With all the sleepless nights and fights, I started my job again after my daughter started going to school. Although my in-laws were against it, I somehow started doing the job. Now every passing day is a hell. They taunt me, my parents and my family. On the other side, my husband is busy with his own things. He was out from the house most of the time saying he is taking tuitions.
On my continuous request, my parents hired a private detective. My in-laws were aware that my father is spying on him. My doubt comes true as he was involved with a woman who was also married. They were having affair before our marriage. I just couldn’t believe this as he always told me that he loved me and whenever I said we should not get married, he used to tell me he will commit suicide if I ever think like that. He convinced his and my parents, then how come he do this to me. He was having affair with that woman althrough the years I got married to him.
Finally, we decided to catch him red-handed and we did that. I slapped that girl and him. I don’t know what he looked into her. Although I say that I am not that great looking but she was not even inch closer to me. I want to kill myself and both of them. I was in dilemma to quit our relationship or going along with him. I was trying but he was not in the mood to continue with me. He stopped talking to my parents and his father. His mother somehow has a soft corner for him and she is brainwashing my father-in-law’s mind as well.
So then one day, he tried to slap me and when I shouted he blamed me that I was slapping him. His mother and father said everything to me that they should have said to their son. They blamed me for our failed marriage. They say all bad for me and my family. It was unbearable and I left their house. My parents supported me at every point. We went to a lawyer but everyone suggested to give time as it is not easy for a single woman to survive in the society.

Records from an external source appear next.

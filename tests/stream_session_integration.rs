//! End-to-end chat turn tests against a mock streaming endpoint

use serde_json::json;
use tempfile::tempdir;
use tokio_util::sync::CancellationToken;
use wiremock::matchers::{body_partial_json, method, path};
use wiremock::{Mock, MockServer, ResponseTemplate};

use chatledger::client::CompletionClient;
use chatledger::config::{ApiConfig, ChatConfig, UsageConfig};
use chatledger::ledger::UsageLedger;
use chatledger::session::{ChatSession, Conversation, Role, TurnOutcome};
use chatledger::storage::SqliteStore;

fn api_config(server: &MockServer) -> ApiConfig {
    ApiConfig {
        endpoint: format!("{}/api/search/chat", server.uri()),
        ..ApiConfig::default()
    }
}

fn session_against(server: &MockServer, dir: &tempfile::TempDir) -> ChatSession {
    let api = api_config(server);
    let store = SqliteStore::new_with_path(dir.path().join("chatledger.db"))
        .expect("create store");
    let ledger =
        UsageLedger::load(Box::new(store), &UsageConfig::default()).expect("load ledger");
    let client = CompletionClient::new(&api).expect("create client");
    ChatSession::new(
        Box::new(client),
        api,
        Conversation::new(&ChatConfig::default()),
        ledger,
    )
}

fn sse_body(lines: &[&str]) -> String {
    let mut body = String::new();
    for line in lines {
        body.push_str(line);
        body.push('\n');
    }
    body
}

#[tokio::test]
async fn test_chat_turn_end_to_end() {
    let server = MockServer::start().await;

    let body = sse_body(&[
        r#"data: {"content":"The answer "}"#,
        r#"data: {"content":"is 42."}"#,
        r#"data: {"metadata":{"executedTools":["web_search"],"usageBreakdown":{"models":[{"model":"llama-3.1-8b-instant","usage":{"promptTokens":1000000,"completionTokens":500000,"totalTokens":1500000}}]}}}"#,
        "data: [DONE]",
    ]);

    Mock::given(method("POST"))
        .and(path("/api/search/chat"))
        .and(body_partial_json(json!({
            "message": "what is the answer?",
            "model": "llama-3.1-8b-instant"
        })))
        .respond_with(ResponseTemplate::new(200).set_body_raw(body, "text/event-stream"))
        .expect(1)
        .mount(&server)
        .await;

    let dir = tempdir().expect("tempdir");
    let mut session = session_against(&server, &dir);

    let mut streamed = String::new();
    let outcome = session
        .send_turn("what is the answer?", CancellationToken::new(), |delta| {
            streamed.push_str(delta)
        })
        .await
        .expect("turn failed");

    let message = match outcome {
        TurnOutcome::Completed { message, .. } => message,
        TurnOutcome::Cancelled => panic!("turn was cancelled"),
    };

    assert_eq!(message.content, "The answer is 42.");
    assert_eq!(streamed, "The answer is 42.");

    let meta = message.metadata.expect("metadata missing");
    assert_eq!(meta.executed_tools, vec!["web_search"]);
    assert_eq!(meta.usage_breakdown[0].total_tokens, 1_500_000);

    let stats = session.ledger().stats();
    assert_eq!(stats.total_messages, 2);
    assert_eq!(stats.total_tokens, 1_500_000);
    // 1M prompt at $0.05/M plus 500k completion at $0.08/M
    assert!((stats.estimated_cost - 0.09).abs() < 1e-12);
}

#[tokio::test]
async fn test_malformed_lines_are_skipped_not_fatal() {
    let server = MockServer::start().await;

    let body = sse_body(&[
        r#"data: {"content":"Hello"}"#,
        "data: {not json at all",
        ": comment line",
        r#"data: {"content":" world"}"#,
        "data: [DONE]",
    ]);

    Mock::given(method("POST"))
        .respond_with(ResponseTemplate::new(200).set_body_raw(body, "text/event-stream"))
        .mount(&server)
        .await;

    let dir = tempdir().expect("tempdir");
    let mut session = session_against(&server, &dir);

    let outcome = session
        .send_turn("hi", CancellationToken::new(), |_| {})
        .await
        .expect("turn failed");

    match outcome {
        TurnOutcome::Completed {
            message,
            skipped_records,
        } => {
            assert_eq!(message.content, "Hello world");
            assert!(skipped_records > 0);
        }
        TurnOutcome::Cancelled => panic!("turn was cancelled"),
    }
}

#[tokio::test]
async fn test_non_success_status_fails_the_turn() {
    let server = MockServer::start().await;

    Mock::given(method("POST"))
        .respond_with(ResponseTemplate::new(500).set_body_string("upstream exploded"))
        .mount(&server)
        .await;

    let dir = tempdir().expect("tempdir");
    let mut session = session_against(&server, &dir);

    let result = session
        .send_turn("hi", CancellationToken::new(), |_| {})
        .await;

    assert!(result.is_err());
    let rendered = format!("{}", result.unwrap_err());
    assert!(rendered.contains("500"), "unexpected error: {rendered}");

    // The user message stays; no assistant message was recorded
    assert_eq!(session.conversation().len(), 1);
    assert_eq!(session.conversation().messages()[0].role, Role::User);
    assert_eq!(session.ledger().stats().ai_messages, 0);
}

#[tokio::test]
async fn test_history_travels_in_camelcase_field() {
    let server = MockServer::start().await;

    let body = sse_body(&[r#"data: {"content":"ok"}"#, "data: [DONE]"]);
    Mock::given(method("POST"))
        .respond_with(
            ResponseTemplate::new(200).set_body_raw(body.clone(), "text/event-stream"),
        )
        .mount(&server)
        .await;

    let dir = tempdir().expect("tempdir");
    let mut session = session_against(&server, &dir);

    session
        .send_turn("first question", CancellationToken::new(), |_| {})
        .await
        .expect("first turn failed");

    // The second request must carry the first exchange as history
    server.reset().await;
    Mock::given(method("POST"))
        .and(body_partial_json(json!({
            "message": "second question",
            "conversationHistory": [
                {"role": "user", "content": "first question"},
                {"role": "assistant", "content": "ok"}
            ]
        })))
        .respond_with(ResponseTemplate::new(200).set_body_raw(body, "text/event-stream"))
        .expect(1)
        .mount(&server)
        .await;

    session
        .send_turn("second question", CancellationToken::new(), |_| {})
        .await
        .expect("second turn failed");
}

#[tokio::test]
async fn test_content_after_done_sentinel_is_ignored() {
    let server = MockServer::start().await;

    let body = sse_body(&[
        r#"data: {"content":"kept"}"#,
        "data: [DONE]",
        r#"data: {"content":" dropped"}"#,
    ]);

    Mock::given(method("POST"))
        .respond_with(ResponseTemplate::new(200).set_body_raw(body, "text/event-stream"))
        .mount(&server)
        .await;

    let dir = tempdir().expect("tempdir");
    let mut session = session_against(&server, &dir);

    let outcome = session
        .send_turn("hi", CancellationToken::new(), |_| {})
        .await
        .expect("turn failed");

    match outcome {
        TurnOutcome::Completed { message, .. } => assert_eq!(message.content, "kept"),
        TurnOutcome::Cancelled => panic!("turn was cancelled"),
    }
}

It was during my summer break, my parents suggested that I should visit my sister so that I have some change. I went there with my daughter. I was there but my soul is still with the man I loved the most. The second day he met my parents saying that he is not well and want to meet me. My parents thought he will realize his mistake soon and will come back to me. Next day he called my sister and talked to me and said he is not well. He shouted at me and ask for the medical card. He didn’t ask me to come. My sister took the phone and ask him to lower his voice and talk properly. He put the phone down. Two days after this, I decided to go back. But as soon as I reached my home my parents told me that he is severely ill and the doctor referred to another hospital in the same city where my sister was living.
My in-laws didn’t bother to inform me or my family. We came to know about his health from a person who saw an ambulance outside my in-law’s house. I rushed back to Delhi just praying for him. I was angry with him but I loved him badly. All the relative and my in-laws were looking at me and my father as if all that happened is our fault. They were not allowing us to see him. I request to a staff member to arrange a pass for us. Those 3 days were hell for me. My father, I and my family members were sitting separately. It was daytime and I was getting impatient, I asked my father I want to see him. He said to wait for a while but my heart was beating fast. I didn’t listen to him. I went to ICU to see him. I was holding his hand and suddenly his heart was pumping heavily. His whole body was shaking and then suddenly he becomes still. I thought he might wake up. I shouted doctor, nurse please come. The doctor came and said he was no more. My father who was waiting outside came inside and hold me. I was crying badly. I have lost the most precious thing in my life, the person who gave meaning to my life.
Life is going on now. I don’t know what was my fault and what I am paying for. Now everyone in my family wants me to move on. They want me to get married again. I am not able to cope up with this. I have my daughter with me. Can a new person love her as a father does? What’s your take on this?